International Olympic Committee (IOC) chief Thomas Bach condemned the "hate speech" targeting Algerian boxer Imane Khelif and Taiwan's Lin Yu-Ting, saying that a wider, Russia-led "defamation campaign" against the IOC and the Paris Games was fueling the controversy.
IOC President Thomas Bach said Saturday the “hate speech” directed at boxers Imane Khelif and Lin Yu-Ting at the Paris Olympics is “totally unacceptable.”
“We will not take part in a politically motivated … cultural war,” Bach said at a news briefing at the midway point of the games, that also tried to draw a line under days of global scrutiny about the female boxers' gender.
“What is going on in this context in the social media with all this hate speech, with this aggression and abuse, and fueled by this agenda, is totally unacceptable,” the International Olympic Committee leader said.
Khelif of Algeria and Lin of Taiwan have been the focus of intense attention — and often inaccurate commentary — because both were disqualified at the 2023 world championships.
The Russian-led International Boxing Association — which has been banished from the Olympics by the IOC in a yearslong dispute — removed the boxers from the worlds 16 months ago in India citing gender-based tests that are still unspecified and unproven.
The women's boxing issue was linked by Bach to what he called a wider, Russian-led campaign against the IOC and Paris Olympics where only 15 Russian athletes are competing, and as neutrals without their national identity.
The IOC and international sports bodies have isolated Russia during the military invasion of Ukraine.
“What we have seen from the Russian side and in particular from the (IBA)," Bach said, "they have undertaken already way before these Games with a defamation campaign against France, against the games, against the IOC.”
The Algerian Olympic and Sports Committee filed an official complaint with the IOC to protest the online harassment of Khelif that amounts to “a serious violation of sports ethics and the Olympic Charter by one of the participants in the boxing tournament” at the Paris Olympics, according to a statement that was posted on the committee’s Facebook page.
The statement did not name the boxer who has allegedly posted disparaging comments of the Algerian, but warned that the IOC “has issued a final warning to delete every post that concerns our heroine Iman Khalif.”
“We reserve the right to prosecute everyone who participated in the heinous campaign against our heroine Imane Khelif,” the statement said.
Both Khelif and Lin, who is a two-time world champion, competed at the Tokyo Olympics in 2021 and did not win medals.
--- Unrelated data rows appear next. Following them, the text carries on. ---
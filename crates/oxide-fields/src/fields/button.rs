//! Submit button.

use super::{Field, FieldKind};

impl Field {
    /// Creates a submit button showing `label` as its text.
    pub fn button(name: impl Into<String>, label: impl Into<String>) -> Self {
        Self::new(name, label, FieldKind::Button)
    }
}
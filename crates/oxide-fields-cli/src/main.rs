//! oxide-fields CLI
//!
//! Renders forms from JSON definitions and validates submissions against
//! them, printing the markup a request handler would send back.

use std::path::{Path, PathBuf};
use std::process::ExitCode;

use anyhow::Context;
use clap::{Parser, Subcommand};
use tracing::{info, warn, Level};
use tracing_subscriber::FmtSubscriber;

use oxide_fields::widgets::html_escape;
use oxide_fields::{Form, FormData, FormDefinition};

/// Render and validate HTML forms.
#[derive(Parser)]
#[command(name = "oxide-fields")]
#[command(author, version, about, long_about = None)]
struct Cli {
    /// Enable verbose output.
    #[arg(short, long)]
    verbose: bool,

    #[command(subcommand)]
    command: Commands,
}

#[derive(Subcommand)]
enum Commands {
    /// Print the empty form.
    Render {
        /// JSON form definition.
        definition: PathBuf,

        /// Form action URL.
        #[arg(long, default_value = "")]
        action: String,
    },

    /// Validate a submission and print the resulting page.
    Validate {
        /// JSON form definition.
        definition: PathBuf,

        /// Urlencoded submission, e.g. "email=a%40b.com&gender=Male".
        #[arg(short, long, env = "FORM_DATA", default_value = "")]
        data: String,

        /// Form action URL.
        #[arg(long, default_value = "")]
        action: String,
    },
}

fn load_form(path: &Path) -> anyhow::Result<Form> {
    let json = std::fs::read_to_string(path)
        .with_context(|| format!("failed to read {}", path.display()))?;
    let form = FormDefinition::from_json(&json)?.build()?;
    info!(fields = form.len(), "loaded form from {}", path.display());
    Ok(form)
}

fn wrap(form: &Form, action: &str) -> String {
    format!(
        r#"<form action="{}" method="post">{}</form>"#,
        html_escape(action),
        form.render()
    )
}

fn submitted_values(data: &FormData) -> String {
    let mut entries: Vec<_> = data.iter().collect();
    entries.sort_by_key(|(name, _)| *name);

    let mut out = String::from("<dl>");
    for (name, values) in entries {
        out.push_str(&format!(
            "<dt>{}</dt><dd>{}</dd>",
            html_escape(name),
            html_escape(&values.join(", "))
        ));
    }
    out.push_str("</dl>");
    out
}

fn main() -> anyhow::Result<ExitCode> {
    let cli = Cli::parse();

    let log_level = if cli.verbose {
        Level::DEBUG
    } else {
        Level::INFO
    };
    let subscriber = FmtSubscriber::builder()
        .with_max_level(log_level)
        .with_target(false)
        .with_writer(std::io::stderr)
        .without_time()
        .finish();
    tracing::subscriber::set_global_default(subscriber)?;

    match cli.command {
        Commands::Render { definition, action } => {
            let form = load_form(&definition)?;
            println!("{}", wrap(&form, &action));
            Ok(ExitCode::SUCCESS)
        }

        Commands::Validate {
            definition,
            data,
            action,
        } => {
            let mut form = load_form(&definition)?;
            let data = FormData::from_urlencoded(&data);

            if form.validate(&data) {
                info!("submission is valid");
                println!("{}", submitted_values(&data));
                return Ok(ExitCode::SUCCESS);
            }

            for (field, error) in form.errors().all_errors() {
                warn!("{field}: {error}");
            }
            println!("{}", wrap(&form, &action));
            Ok(ExitCode::FAILURE)
        }
    }
}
“We have two boxers who are born as women, who have been raised as women, who have a passport as a woman and have competed for many years as women,” Bach said. “Some want to own a definition of who is a women.”
The IBA fueled tensions late Friday saying it would to pay $100,000 — its promised prize for each Olympic gold medalist in Paris — to the Italian boxer who stopped fighting against Khelif in the first minute of their bout Thursday.
“Everybody in our world apparently feels obliged to say everything to anything without really considering the sometimes very complex circumstances,” Bach said. "You will not come to a proper decision if you organize a poll in the social media ‘Do you think this person is a woman or is not a woman?’"
Boxing is the only sport at the Paris Games not being run by a dedicated world governing body.
The tournaments are being organized by an IOC-appointed sports unit, as they were three years ago in Tokyo, because of Olympic leaders' rift with the IBA over governance and integrity concerns, plus financial dependence on Russian state energy firm Gazprom.
It has all combined to leave boxing in Paris being run by a rule book largely unchanged since the 2016 Rio de Janeiro Olympics — a period when governing bodies for track and field, swimming and cycling have reviewed and updated their eligibility rules addressing gender issues.
Bach challenged critics of Olympic women's boxing “to come up with a scientific-based new definition of who is a women, and how can somebody being born, raised and competed and having a passport as a woman cannot be considered a woman.”